Copy the lines below that contain "expect".
────
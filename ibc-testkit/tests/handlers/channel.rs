use ibc_core::channel::types::channel::{Order, State};
use ibc_core::channel::types::timeout::TimeoutHeight;
use ibc_core::handler::types::error::ErrorKind;
use ibc_core::handler::types::events::IbcEvent;
use ibc_core::host::types::identifiers::{ChannelId, PortId};
use ibc_core::host::types::path::ChannelEndPath;
use ibc_core::host::{TimeoutPolicy, ValidationContext};
use ibc_testkit::context::MockContext;
use ibc_testkit::testapp::ibc::applications::token::token_version;
use rstest::{fixture, rstest};

use super::{last_event, Chains, ALICE, INITIAL_BALANCE};

#[fixture]
fn chains() -> Chains {
    Chains::new(TimeoutPolicy::KeepOpen)
}

fn channel_state(ctx: &MockContext, chan_id: &ChannelId) -> State {
    *ctx.ibc_store
        .channel_end(&ChannelEndPath::new(&PortId::transfer(), chan_id))
        .expect("channel exists")
        .state()
}

#[rstest]
#[case::unordered(Order::Unordered)]
#[case::ordered(Order::Ordered)]
fn handshake_opens_both_ends(mut chains: Chains, #[case] ordering: Order) {
    let (chan_id_on_a, chan_id_on_b) = chains.open_channel(ordering);

    for (ctx, chan_id, counterparty_chan_id) in [
        (&chains.a, &chan_id_on_a, &chan_id_on_b),
        (&chains.b, &chan_id_on_b, &chan_id_on_a),
    ] {
        let chan_end = ctx
            .ibc_store
            .channel_end(&ChannelEndPath::new(&PortId::transfer(), chan_id))
            .unwrap();
        assert_eq!(chan_end.state(), &State::Open);
        assert_eq!(chan_end.ordering(), &ordering);
        assert_eq!(chan_end.version(), &token_version());
        assert_eq!(
            chan_end.counterparty().channel_id(),
            Some(counterparty_chan_id)
        );
    }

    let confirmed = last_event(&chains.b, |e| match e {
        IbcEvent::OpenConfirmChannel(e) => Some(e.chan_id().clone()),
        _ => None,
    });
    assert_eq!(confirmed, chan_id_on_b);
}

#[rstest]
fn init_picks_the_application_version(mut chains: Chains) {
    let (conn_id_on_a, _) = chains.open_connection();

    let chan_id_on_a = chains.chan_open_init(&conn_id_on_a, Order::Unordered);

    let chan_end = chains
        .a
        .ibc_store
        .channel_end(&ChannelEndPath::new(&PortId::transfer(), &chan_id_on_a))
        .unwrap();
    assert_eq!(chan_end.state(), &State::Init);
    assert_eq!(chan_end.version(), &token_version());
    assert_eq!(chan_end.counterparty().channel_id(), None);
}

#[rstest]
fn close_handshake_closes_both_ends(mut chains: Chains) {
    let (chan_id_on_a, chan_id_on_b) = chains.open_channel(Order::Unordered);

    chains.chan_close_init(&chan_id_on_a).expect("success");
    assert_eq!(channel_state(&chains.a, &chan_id_on_a), State::Closed);
    assert_eq!(channel_state(&chains.b, &chan_id_on_b), State::Open);

    chains
        .chan_close_confirm(&chan_id_on_a, &chan_id_on_b)
        .expect("success");
    assert_eq!(channel_state(&chains.b, &chan_id_on_b), State::Closed);
}

#[rstest]
fn closed_channels_reject_handshake_steps_and_packets(mut chains: Chains) {
    let (chan_id_on_a, chan_id_on_b) = chains.open_channel(Order::Unordered);
    chains.chan_close_init(&chan_id_on_a).expect("success");

    let err = chains.chan_close_init(&chan_id_on_a).unwrap_err();
    assert_eq!(err.kind(), ErrorKind::InvalidState);

    let err = chains
        .chan_open_ack(&chan_id_on_a, &chan_id_on_b)
        .unwrap_err();
    assert_eq!(err.kind(), ErrorKind::InvalidState);

    let err = chains
        .send(&chan_id_on_a, 10, TimeoutHeight::no_timeout())
        .unwrap_err();
    assert_eq!(err.kind(), ErrorKind::InvalidState);
    assert_eq!(chains.a.balance_of(ALICE), INITIAL_BALANCE);
}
────
#### [ANSWER SPACE]
        .expect("channel exists")
    chains.chan_close_init(&chan_id_on_a).expect("success");
        .expect("success");
    chains.chan_close_init(&chan_id_on_a).expect("success");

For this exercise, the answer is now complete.